12 ways grandparents can be everyday mentors

January is National Mentoring Month. The National Mentoring Month website provides oodles of information and plenty of reasons why mentoring matters, noting that — to name just a few — kids with mentors:

  • have better school attendance, better attitudes about school and a better chance of going on to higher education;
  • are 46 percent less likely than their peers to start using illegal drugs and 27 percent less likely to start drinking;
  • and have reduced depressive symptoms — "a particularly noteworthy finding given that almost one in four youth reported worrisome levels of these symptoms at baseline."

To be a mentor "...you don't need special skills, just an ability to listen and to offer friendship, guidance and encouragement to a young person," the site states.

I'd say that's pretty much what grandparents do on a regular basis.

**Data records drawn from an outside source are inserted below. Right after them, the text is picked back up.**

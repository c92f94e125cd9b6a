use chrono::{DateTime, NaiveDateTime, Utc};
use serde::{Deserialize, Serialize};
use serde_json::Value;

use crate::error::{Result, TraceError};
use crate::model::span::Span;

/// Parses an RFC 3339 timestamp, a zone-less ISO-8601 timestamp (read as
/// UTC), or a string of Unix epoch milliseconds.
pub fn parse_timestamp(input: &str) -> Result<DateTime<Utc>> {
    let input = input.trim();
    if let Ok(ts) = DateTime::parse_from_rfc3339(input) {
        return Ok(ts.with_timezone(&Utc));
    }

    for fmt in ["%Y-%m-%dT%H:%M:%S%.f", "%Y-%m-%d %H:%M:%S%.f"] {
        if let Ok(ts) = NaiveDateTime::parse_from_str(input, fmt) {
            return Ok(ts.and_utc());
        }
    }

    if !input.is_empty() && input.chars().all(|c| c.is_ascii_digit()) {
        let millis = input
            .parse::<i64>()
            .map_err(|e| TraceError::Parse(format!("epoch millis out of range: {e}")))?;
        return from_millis(millis);
    }

    Err(TraceError::Parse(format!(
        "expected ISO-8601 time or epoch millis, got {input}"
    )))
}

/// Decodes a timestamp as it appears in a raw JSON span record.
pub fn decode_timestamp(value: &Value) -> Result<DateTime<Utc>> {
    match value {
        Value::String(s) => parse_timestamp(s),
        Value::Number(n) => match n.as_i64() {
            Some(millis) => from_millis(millis),
            None => Err(TraceError::Parse(format!(
                "expected integer epoch millis, got {n}"
            ))),
        },
        Value::Null => Err(TraceError::Parse("timestamp is missing".to_string())),
        other => Err(TraceError::Parse(format!(
            "expected timestamp string or number, got {other}"
        ))),
    }
}

fn from_millis(millis: i64) -> Result<DateTime<Utc>> {
    DateTime::from_timestamp_millis(millis)
        .ok_or_else(|| TraceError::Parse(format!("epoch millis out of range: {millis}")))
}

/// The window spanned by a set of spans.
#[derive(Debug, Clone, Copy, Serialize, Deserialize, PartialEq, Eq)]
pub struct TimeRange {
    pub start: DateTime<Utc>,
    pub end: DateTime<Utc>,
}

impl TimeRange {
    pub fn empty_at(anchor: DateTime<Utc>) -> Self {
        Self {
            start: anchor,
            end: anchor,
        }
    }

    pub fn width_ms(&self) -> i64 {
        (self.end - self.start).num_milliseconds()
    }

    /// Width to divide by when laying spans out on a timeline; never zero.
    pub fn render_width_ms(&self) -> i64 {
        self.width_ms().max(1)
    }

    pub fn is_empty(&self) -> bool {
        self.start >= self.end
    }

    /// Offset of `ts` from the start of the range.
    pub fn offset_ms(&self, ts: DateTime<Utc>) -> i64 {
        (ts - self.start).num_milliseconds()
    }
}

/// Minimal window containing every span. An empty input yields a zero-width
/// range at the Unix epoch; the result is never clamped.
pub fn time_range(spans: &[Span]) -> TimeRange {
    time_range_anchored(spans, DateTime::<Utc>::UNIX_EPOCH)
}

/// Like [`time_range`], but an empty input yields a zero-width range at `anchor`.
pub fn time_range_anchored(spans: &[Span], anchor: DateTime<Utc>) -> TimeRange {
    let mut iter = spans.iter();
    let Some(first) = iter.next() else {
        return TimeRange::empty_at(anchor);
    };

    iter.fold(
        TimeRange {
            start: first.start_time,
            end: first.end_time,
        },
        |acc, span| TimeRange {
            start: acc.start.min(span.start_time),
            end: acc.end.max(span.end_time),
        },
    )
}
use chrono::SecondsFormat;
use owo_colors::OwoColorize;
use tracelens_core::histogram::HistogramBucket;
use tracelens_core::model::span::SpanStatus;
use tracelens_core::model::tree::SpanNode;
use tracelens_core::summary::TraceSummary;
use tracelens_core::{Analyzer, Category, SpanIoResult, TimeRange};

const PREVIEW_CHARS: usize = 80;

pub fn print_tree_human(roots: &[SpanNode], analyzer: &Analyzer, color: bool) {
    for root in roots {
        for node in root.iter() {
            let category = analyzer.classifier.classify(&node.span);
            println!(
                "{}{} {} ({}ms) {}",
                "  ".repeat(node.depth - root.depth),
                category_label(category, color),
                node.span.name,
                node.span.duration_ms(),
                status_label(node.span.status, color)
            );
        }
    }
    let total: usize = roots.iter().map(|r| r.descendant_count() + 1).sum();
    println!("-- {} spans ({} roots) --", total, roots.len());
}

pub fn print_spans_human(items: &[SpanIoResult], color: bool) {
    for item in items {
        let mut line = format!(
            "span={} {} {} ({}ms) {}",
            item.span.span_id,
            category_label(item.category, color),
            item.span.name,
            item.span.duration_ms(),
            status_label(item.span.status, color)
        );
        if let Some(tool) = &item.tool_name {
            line.push_str(&format!(" tool={tool}"));
        }
        if let Some(model) = &item.model_id {
            line.push_str(&format!(" model={model}"));
        }
        println!("{line}");
        if let Some(input) = &item.input {
            println!("  in:  {}", preview(input));
        }
        if let Some(output) = &item.output {
            println!("  out: {}", preview(output));
        }
    }
    println!("-- {} spans --", items.len());
}

pub fn print_range_human(range: &TimeRange, span_count: usize) {
    println!("start={}", range.start.to_rfc3339_opts(SecondsFormat::Millis, true));
    println!("end={}", range.end.to_rfc3339_opts(SecondsFormat::Millis, true));
    println!(
        "width={}ms render_width={}ms spans={}",
        range.width_ms(),
        range.render_width_ms(),
        span_count
    );
}

pub fn print_traces_human(items: &[TraceSummary], color: bool) {
    for item in items {
        println!(
            "trace={} duration={}ms spans={} errors={} status={} root=\"{}\"",
            item.trace_id,
            item.duration_ms,
            item.span_count,
            item.error_count,
            status_label(item.status, color),
            item.root_name
        );
    }
    println!("-- {} traces --", items.len());
}

pub fn print_histogram_human(buckets: &[HistogramBucket]) {
    let widest = buckets.iter().map(|b| b.label.len()).max().unwrap_or(0);
    let peak = buckets.iter().map(|b| b.count).max().unwrap_or(0);
    for bucket in buckets {
        println!(
            "{:<widest$} {:>6} {}",
            bucket.label,
            bucket.count,
            bar(bucket.count, peak)
        );
    }
    let total: usize = buckets.iter().map(|b| b.count).sum();
    println!("-- {} samples --", total);
}

fn category_label(category: Category, color: bool) -> String {
    let label = format!("[{category}]");
    if !color {
        return label;
    }
    match category {
        Category::Agent => label.magenta().to_string(),
        Category::Llm => label.cyan().to_string(),
        Category::Tool => label.yellow().to_string(),
        Category::Other => label.bright_black().to_string(),
    }
}

fn status_label(status: SpanStatus, color: bool) -> String {
    if !color {
        return status.to_string();
    }
    match status {
        SpanStatus::Ok => status.green().to_string(),
        SpanStatus::Error => status.red().to_string(),
        SpanStatus::Unset => status.bright_black().to_string(),
    }
}

fn preview(text: &str) -> String {
    let flat = text.split_whitespace().collect::<Vec<_>>().join(" ");
    if flat.chars().count() <= PREVIEW_CHARS {
        return flat;
    }
    let cut: String = flat.chars().take(PREVIEW_CHARS).collect();
    format!("{cut}...")
}

fn bar(count: usize, peak: usize) -> String {
    const WIDTH: usize = 40;
    if peak == 0 {
        return String::new();
    }
    "#".repeat((count * WIDTH).div_ceil(peak))
}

For more concrete direction on mentoring your grandchildren, though, consider the following:

grandparents as mentors

12 ways grandparents can be everyday mentors

■ Share knowledge and life experiences.

■ Provide guidance and advice.

■ Listen, showing genuine interest in questions and concerns.

■ Inspire.

■ Offer encouragement.

■ Be open and honest.

■ Help set goals.

■ Coach new skills.

■ Support new interests and efforts.

■ Discuss educational opportunities.

■ Explore different careers, regardless of how unrealistic they may seem.

■ Provide and help identify resources that support interests, goals and dreams — books, classes, websites, outings and experiences.

The official slogan for the 2014 National Mentoring Month is, "Be someone who matters to someone who matters." As a grandparent, you're already that for your grandchildren. If you're interested in being that for someone else, too, through mentoring, find out how to get started here.

Today's question:

Whom do you mentor most often — whether child or adult, relative or not?